* Required action *
Give back all of the data exactly as written.

Recorded data section start

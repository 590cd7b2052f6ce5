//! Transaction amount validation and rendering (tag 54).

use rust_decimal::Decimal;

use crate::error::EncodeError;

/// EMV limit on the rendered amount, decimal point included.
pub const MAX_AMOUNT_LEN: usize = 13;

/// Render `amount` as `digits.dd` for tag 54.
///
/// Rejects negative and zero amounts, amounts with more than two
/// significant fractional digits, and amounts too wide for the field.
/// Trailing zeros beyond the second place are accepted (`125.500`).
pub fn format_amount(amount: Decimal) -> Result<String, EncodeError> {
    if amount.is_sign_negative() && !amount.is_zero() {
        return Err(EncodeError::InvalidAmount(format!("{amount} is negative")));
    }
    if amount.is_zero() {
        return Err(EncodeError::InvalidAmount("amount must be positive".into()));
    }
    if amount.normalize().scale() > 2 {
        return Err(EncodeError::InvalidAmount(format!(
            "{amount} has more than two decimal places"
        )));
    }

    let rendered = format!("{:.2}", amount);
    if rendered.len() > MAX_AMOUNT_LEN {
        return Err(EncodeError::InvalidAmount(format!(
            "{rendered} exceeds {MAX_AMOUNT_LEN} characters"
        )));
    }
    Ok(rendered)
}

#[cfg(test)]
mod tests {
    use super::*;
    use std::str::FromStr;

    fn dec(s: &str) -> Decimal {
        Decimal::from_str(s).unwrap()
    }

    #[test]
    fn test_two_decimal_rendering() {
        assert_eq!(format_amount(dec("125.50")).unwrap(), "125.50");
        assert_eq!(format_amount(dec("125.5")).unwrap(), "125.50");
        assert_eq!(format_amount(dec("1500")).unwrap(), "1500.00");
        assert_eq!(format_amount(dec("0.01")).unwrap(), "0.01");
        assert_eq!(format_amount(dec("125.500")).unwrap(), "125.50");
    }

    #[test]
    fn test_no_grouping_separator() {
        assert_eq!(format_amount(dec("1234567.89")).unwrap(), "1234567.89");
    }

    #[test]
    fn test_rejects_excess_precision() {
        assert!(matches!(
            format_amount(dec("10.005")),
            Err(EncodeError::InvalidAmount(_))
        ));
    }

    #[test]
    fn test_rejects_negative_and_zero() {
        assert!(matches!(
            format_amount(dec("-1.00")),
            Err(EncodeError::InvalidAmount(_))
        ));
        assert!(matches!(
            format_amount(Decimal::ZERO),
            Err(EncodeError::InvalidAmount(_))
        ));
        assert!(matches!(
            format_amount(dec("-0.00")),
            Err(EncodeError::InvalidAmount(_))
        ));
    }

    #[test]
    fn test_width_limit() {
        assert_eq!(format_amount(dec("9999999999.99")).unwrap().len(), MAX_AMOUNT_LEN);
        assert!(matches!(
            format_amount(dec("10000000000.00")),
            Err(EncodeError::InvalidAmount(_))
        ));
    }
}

Recorded data section end

* Written response *
repository 590cd7b2052f6ce5
//! Transaction amount validation and rendering (tag 54).

use rust_decimal::Decimal;

use crate::error::EncodeError;

/// EMV limit on the rendered amount, decimal point included.
pub const MAX_AMOUNT_LEN: usize = 13;

/// Render `amount` as `digits.dd` for tag 54.
///
/// Rejects negative and zero amounts, amounts with more than two
/// significant fractional digits, and amounts too wide for the field.
/// Trailing zeros beyond the second place are accepted (`125.500`).
pub fn format_amount(amount: Decimal) -> Result<String, EncodeError> {
    if amount.is_sign_negative() && !amount.is_zero() {
        return Err(EncodeError::InvalidAmount(format!("{amount} is negative")));
    }
    if amount.is_zero() {
        return Err(EncodeError::InvalidAmount("amount must be positive".into()));
    }
    if amount.normalize().scale() > 2 {
        return Err(EncodeError::InvalidAmount(format!(
            "{amount} has more than two decimal places"
        )));
    }

    let rendered = format!("{:.2}", amount);
    if rendered.len() > MAX_AMOUNT_LEN {
        return Err(EncodeError::InvalidAmount(format!(
            "{rendered} exceeds {MAX_AMOUNT_LEN} characters"
        )));
    }
    Ok(rendered)
}

#[cfg(test)]
mod tests {
    use super::*;
    use std::str::FromStr;

    fn dec(s: &str) -> Decimal {
        Decimal::from_str(s).unwrap()
    }

    #[test]
    fn test_two_decimal_rendering() {
        assert_eq!(format_amount(dec("125.50")).unwrap(), "125.50");
        assert_eq!(format_amount(dec("125.5")).unwrap(), "125.50");
        assert_eq!(format_amount(dec("1500")).unwrap(), "1500.00");
        assert_eq!(format_amount(dec("0.01")).unwrap(), "0.01");
        assert_eq!(format_amount(dec("125.500")).unwrap(), "125.50");
    }

    #[test]
    fn test_no_grouping_separator() {
        assert_eq!(format_amount(dec("1234567.89")).unwrap(), "1234567.89");
    }

    #[test]
    fn test_rejects_excess_precision() {
        assert!(matches!(
            format_amount(dec("10.005")),
            Err(EncodeError::InvalidAmount(_))
        ));
    }

    #[test]
    fn test_rejects_negative_and_zero() {
        assert!(matches!(
            format_amount(dec("-1.00")),
            Err(EncodeError::InvalidAmount(_))
        ));
        assert!(matches!(
            format_amount(Decimal::ZERO),
            Err(EncodeError::InvalidAmount(_))
        ));
        assert!(matches!(
            format_amount(dec("-0.00")),
            Err(EncodeError::InvalidAmount(_))
        ));
    }

    #[test]
    fn test_width_limit() {
        assert_eq!(format_amount(dec("9999999999.99")).unwrap().len(), MAX_AMOUNT_LEN);
        assert!(matches!(
            format_amount(dec("10000000000.00")),
            Err(EncodeError::InvalidAmount(_))
        ));
    }
}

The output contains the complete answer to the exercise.